A worked example of virtual world research

© Stewart Martin

This section presents a worked example of using a virtual world as a safe environment in which researchers and participants explore sensitive issues in educational research and education itself.[1] It reports how researchers can study the way young people see themselves in relation to the society in which they live. It is based on exploring virtual worlds as safe environments for the study of sensitive issues; in this case, of citizenship-related topics. Such a study might explore tensions between the internal image that individual young people have of themselves (their constructed identity) and the civic responsibilities and duties they are expected to discharge publicly, the loyalties which they are expected to defend and the behaviours which they are encouraged to display. A study of these elements of their ‘citizenship’ identity can explore: (a) individuals’ perceptions of, and attitudes towards, others; (b) their relationship to the dominant values, laws and legal systems in their country; (c) the social expectations of other individuals and groups; and (d) their experience of discrimination or disempowerment. Many countries have significant groups in their population with different cultural, religious and social values and associated backgrounds. These pluralistic societies are often concerned about social fragmentation and political (dis)engagement and, in some cases, the marginalization and radicalization of groups within them. Such a study would therefore be very likely to touch upon sensitive issues, explore areas of ‘dangerous knowledge’ (that knowledge which is unsettling and which could provoke social unrest) and highlight social and individual tensions.
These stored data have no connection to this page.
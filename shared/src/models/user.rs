//! User Model

use super::Role;
use chrono::{DateTime, Utc};
use serde::{Deserialize, Serialize};

/// User account as returned by `/users` and `/profile`
#[derive(Debug, Clone, PartialEq, Serialize, Deserialize)]
pub struct UserProfile {
    pub id: String,
    pub email: String,
    pub name: String,
    pub role: Role,
    #[serde(default = "default_active")]
    pub active: bool,
    #[serde(default, skip_serializing_if = "Option::is_none")]
    pub phone: Option<String>,
    #[serde(default, skip_serializing_if = "Option::is_none")]
    pub created_at: Option<DateTime<Utc>>,
}

fn default_active() -> bool {
    true
}

/// Admin update of another account (`PUT /users/:id`)
#[derive(Debug, Clone, Default, Serialize, Deserialize)]
pub struct UserUpdate {
    #[serde(skip_serializing_if = "Option::is_none")]
    pub name: Option<String>,
    #[serde(skip_serializing_if = "Option::is_none")]
    pub role: Option<Role>,
    #[serde(skip_serializing_if = "Option::is_none")]
    pub active: Option<bool>,
    #[serde(skip_serializing_if = "Option::is_none")]
    pub phone: Option<String>,
}

/// Self-service profile update (`PUT /profile`)
#[derive(Debug, Clone, Default, Serialize, Deserialize)]
pub struct ProfileUpdate {
    #[serde(skip_serializing_if = "Option::is_none")]
    pub name: Option<String>,
    #[serde(skip_serializing_if = "Option::is_none")]
    pub phone: Option<String>,
}
//! Input validation helpers
//!
//! Client-side checks that run before any request is sent. A failure here
//! never reaches the network.

use crate::error::{AppError, ErrorCode};

// ── Text length limits ──────────────────────────────────────────────

/// Names: products, categories, customers, users
pub const MAX_NAME_LEN: usize = 200;

/// Order notes and line item notes
pub const MAX_NOTE_LEN: usize = 500;

/// Phone numbers and similar short identifiers
pub const MAX_SHORT_TEXT_LEN: usize = 100;

/// Email addresses (RFC 5321)
pub const MAX_EMAIL_LEN: usize = 254;

/// Passwords (before hashing)
pub const MIN_PASSWORD_LEN: usize = 6;
pub const MAX_PASSWORD_LEN: usize = 128;

/// Maximum price per product / line item
pub const MAX_PRICE: f64 = 100_000_000.0;

/// Maximum quantity per line item
pub const MAX_QUANTITY: u32 = 999;

/// Validate that a required string is non-empty and within the length limit.
pub fn validate_required_text(value: &str, field: &str, max_len: usize) -> Result<(), AppError> {
    if value.trim().is_empty() {
        return Err(AppError::with_message(
            ErrorCode::RequiredField,
            format!("{field} must not be empty"),
        )
        .with_detail("field", field));
    }
    if value.chars().count() > max_len {
        return Err(AppError::validation(format!(
            "{field} is too long ({} chars, max {max_len})",
            value.chars().count()
        ))
        .with_detail("field", field));
    }
    Ok(())
}

/// Validate that an optional string, if present, is within the length limit.
pub fn validate_optional_text(
    value: &Option<String>,
    field: &str,
    max_len: usize,
) -> Result<(), AppError> {
    if let Some(v) = value
        && v.chars().count() > max_len
    {
        return Err(AppError::validation(format!(
            "{field} is too long ({} chars, max {max_len})",
            v.chars().count()
        ))
        .with_detail("field", field));
    }
    Ok(())
}

/// Minimal email shape check: one `@`, non-empty local part, dotted domain.
pub fn validate_email(email: &str) -> Result<(), AppError> {
    validate_required_text(email, "email", MAX_EMAIL_LEN)?;
    let email = email.trim();
    let valid = match email.split_once('@') {
        Some((local, domain)) => {
            !local.is_empty()
                && !domain.contains('@')
                && domain.contains('.')
                && !domain.starts_with('.')
                && !domain.ends_with('.')
        }
        None => false,
    };
    if !valid {
        return Err(AppError::validation(format!("invalid email address: {email}"))
            .with_detail("field", "email"));
    }
    Ok(())
}

pub fn validate_password(password: &str) -> Result<(), AppError> {
    let len = password.chars().count();
    if len < MIN_PASSWORD_LEN {
        return Err(AppError::with_message(
            ErrorCode::PasswordTooShort,
            format!("password must be at least {MIN_PASSWORD_LEN} characters"),
        )
        .with_detail("field", "password"));
    }
    if len > MAX_PASSWORD_LEN {
        return Err(AppError::validation(format!(
            "password is too long (max {MAX_PASSWORD_LEN})"
        ))
        .with_detail("field", "password"));
    }
    Ok(())
}

/// Price must be finite, non-negative and bounded.
pub fn validate_price(value: f64, field: &str) -> Result<(), AppError> {
    if !value.is_finite() || value < 0.0 {
        return Err(AppError::with_message(
            ErrorCode::ProductInvalidPrice,
            format!("{field} must be a non-negative number, got {value}"),
        ));
    }
    if value > MAX_PRICE {
        return Err(AppError::with_message(
            ErrorCode::ValueOutOfRange,
            format!("{field} exceeds maximum allowed ({MAX_PRICE}), got {value}"),
        ));
    }
    Ok(())
}

pub fn validate_quantity(quantity: u32) -> Result<(), AppError> {
    if quantity == 0 {
        return Err(AppError::validation("quantity must be positive"));
    }
    if quantity > MAX_QUANTITY {
        return Err(AppError::with_message(
            ErrorCode::ValueOutOfRange,
            format!("quantity exceeds maximum allowed ({MAX_QUANTITY}), got {quantity}"),
        ));
    }
    Ok(())
}

#[cfg(test)]
mod tests {
    use super::*;

    #[test]
    fn test_required_text() {
        assert!(validate_required_text("Sopa", "name", MAX_NAME_LEN).is_ok());
        let err = validate_required_text("   ", "name", MAX_NAME_LEN).unwrap_err();
        assert_eq!(err.code, ErrorCode::RequiredField);
        assert!(validate_required_text("abcdef", "name", 3).is_err());
    }

    #[test]
    fn test_optional_text() {
        assert!(validate_optional_text(&None, "note", 3).is_ok());
        assert!(validate_optional_text(&Some("abcd".into()), "note", 3).is_err());
    }

    #[test]
    fn test_email() {
        assert!(validate_email("mesero@sirest.co").is_ok());
        assert!(validate_email("no-at-sign").is_err());
        assert!(validate_email("a@b").is_err());
        assert!(validate_email("@sirest.co").is_err());
        assert!(validate_email("a@@sirest.co").is_err());
    }

    #[test]
    fn test_password_too_short() {
        let err = validate_password("12345").unwrap_err();
        assert_eq!(err.code, ErrorCode::PasswordTooShort);
        assert!(validate_password("123456").is_ok());
    }

    #[test]
    fn test_price_and_quantity() {
        assert!(validate_price(0.0, "price").is_ok());
        assert!(validate_price(-1.0, "price").is_err());
        assert!(validate_price(f64::NAN, "price").is_err());
        assert!(validate_quantity(0).is_err());
        assert!(validate_quantity(1).is_ok());
        assert!(validate_quantity(MAX_QUANTITY + 1).is_err());
    }
}
//! Orders: types, status machine, lifecycle gate, cart and queues

pub mod draft;
pub mod lifecycle;
pub mod queue;
pub mod status;
pub mod types;

pub use draft::OrderDraft;
pub use lifecycle::{
    OrderAction, TransitionError, actions_for, available_targets, role_may, transition,
};
pub use queue::{OrderFilter, OrderQueues};
pub use status::{EDGES, OrderStatus};
pub use types::{
    Order, OrderCreate, OrderItem, OrderNoteUpdate, OrderStatusUpdate, ServiceType,
    items_subtotal,
};
//! Administrator dashboard

use super::{Snapshots, render_heading};
use crate::render::TextBuilder;
use crate::reports::SalesSummary;
use shared::models::{Role, StaffStatus, StockAlert};
use shared::money::format_money;
use std::collections::HashSet;

#[derive(Debug, Clone, Copy, PartialEq)]
pub struct Kpis {
    pub sales_today: f64,
    pub payments_today: u32,
    pub average_ticket: f64,
    pub orders_today: usize,
    /// Unpaid orders regardless of when they were placed
    pub open_orders: usize,
}

#[derive(Debug, Clone, PartialEq)]
pub struct AdminView {
    pub kpis: Kpis,
    pub summary: SalesSummary,
    pub stock_alerts: Vec<StockAlert>,
    pub staff: Vec<StaffStatus>,
    pub users_by_role: Vec<(Role, usize)>,
}

impl AdminView {
    pub fn build(snap: &Snapshots) -> Self {
        let summary = SalesSummary::for_date(snap.now.date_naive(), &snap.orders, &snap.payments);
        let kpis = Kpis {
            sales_today: summary.total_sales,
            payments_today: summary.payment_count,
            average_ticket: summary.average_ticket,
            orders_today: summary.orders_by_status.iter().map(|(_, n)| n).sum(),
            open_orders: snap.orders.iter().filter(|o| o.is_open()).count(),
        };

        let users_by_role = Role::ALL
            .iter()
            .map(|r| (*r, snap.users.iter().filter(|u| u.role == *r).count()))
            .collect();

        let mut staff = snap.staff.clone();
        staff.sort_by(|a, b| b.active.cmp(&a.active).then_with(|| a.name.cmp(&b.name)));

        Self {
            kpis,
            summary,
            stock_alerts: merge_alerts(&snap.alerts, &StockAlert::scan(&snap.products)),
            staff,
            users_by_role,
        }
    }

    pub(crate) fn render(&self, b: &mut TextBuilder, currency: &str) {
        b.center("ADMINISTRACIÓN");
        b.blank();
        b.line_lr("Ventas hoy", &format_money(currency, self.kpis.sales_today));
        b.line_lr("Pagos hoy", &self.kpis.payments_today.to_string());
        b.line_lr("Ticket promedio", &format_money(currency, self.kpis.average_ticket));
        b.line_lr("Pedidos hoy", &self.kpis.orders_today.to_string());
        b.line_lr("Pedidos abiertos", &self.kpis.open_orders.to_string());

        render_heading(b, "Pedidos por estado", self.kpis.orders_today);
        for (status, n) in &self.summary.orders_by_status {
            b.line_lr(status.label(), &n.to_string());
        }

        render_heading(b, "Más vendidos", self.summary.top_products.len());
        for p in &self.summary.top_products {
            b.line_lr(
                &format!("{}x {}", p.quantity, p.name),
                &format_money(currency, p.revenue),
            );
        }

        render_heading(b, "Alertas de inventario", self.stock_alerts.len());
        for a in &self.stock_alerts {
            b.line_lr(&a.product_name, &format!("{} {}/{}", a.level.label(), a.stock, a.min_stock));
        }

        render_heading(b, "Personal", self.staff.len());
        for s in &self.staff {
            let state = if s.active { "activo" } else { "inactivo" };
            b.line_lr(
                &format!("{} ({})", s.name, s.role.label()),
                &format!("{state} {}", s.orders_today),
            );
        }

        render_heading(b, "Usuarios", self.users_by_role.iter().map(|(_, n)| n).sum());
        for (role, n) in &self.users_by_role {
            b.line_lr(role.label(), &n.to_string());
        }
    }
}

/// Backend alerts first, then locally detected ones it did not report
fn merge_alerts(reported: &[StockAlert], scanned: &[StockAlert]) -> Vec<StockAlert> {
    let known: HashSet<&str> = reported.iter().map(|a| a.product_id.as_str()).collect();
    let mut out = reported.to_vec();
    out.extend(
        scanned
            .iter()
            .filter(|a| !known.contains(a.product_id.as_str()))
            .cloned(),
    );
    out
}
Using a virtual world in this context, as with any other approach, would involve developing appropriate research questions, deciding on the data that would be needed to answer them, determining how the required data could best be collected and analysed and the most suitable methodology for the study.[2]

Suppose our research interest is in exploring what kind of society young people in secondary education wish to become part of, where the context is an economically developed, pluralistic democracy. Our research question might be ‘What do young people think it should mean to be a citizen in our country?’, assuming that its basis should be tolerance and the empowerment of individuals. We might also be interested in exploring how citizenship education might be developed. To address our research question, we would need to know what the sampled young people associated with citizenship and how they defined ‘tolerance’ and ‘empowerment’. What values might they invoke and how could we discover how their definitions and understandings of these sometimes sensitive and contested issues emerged and operated?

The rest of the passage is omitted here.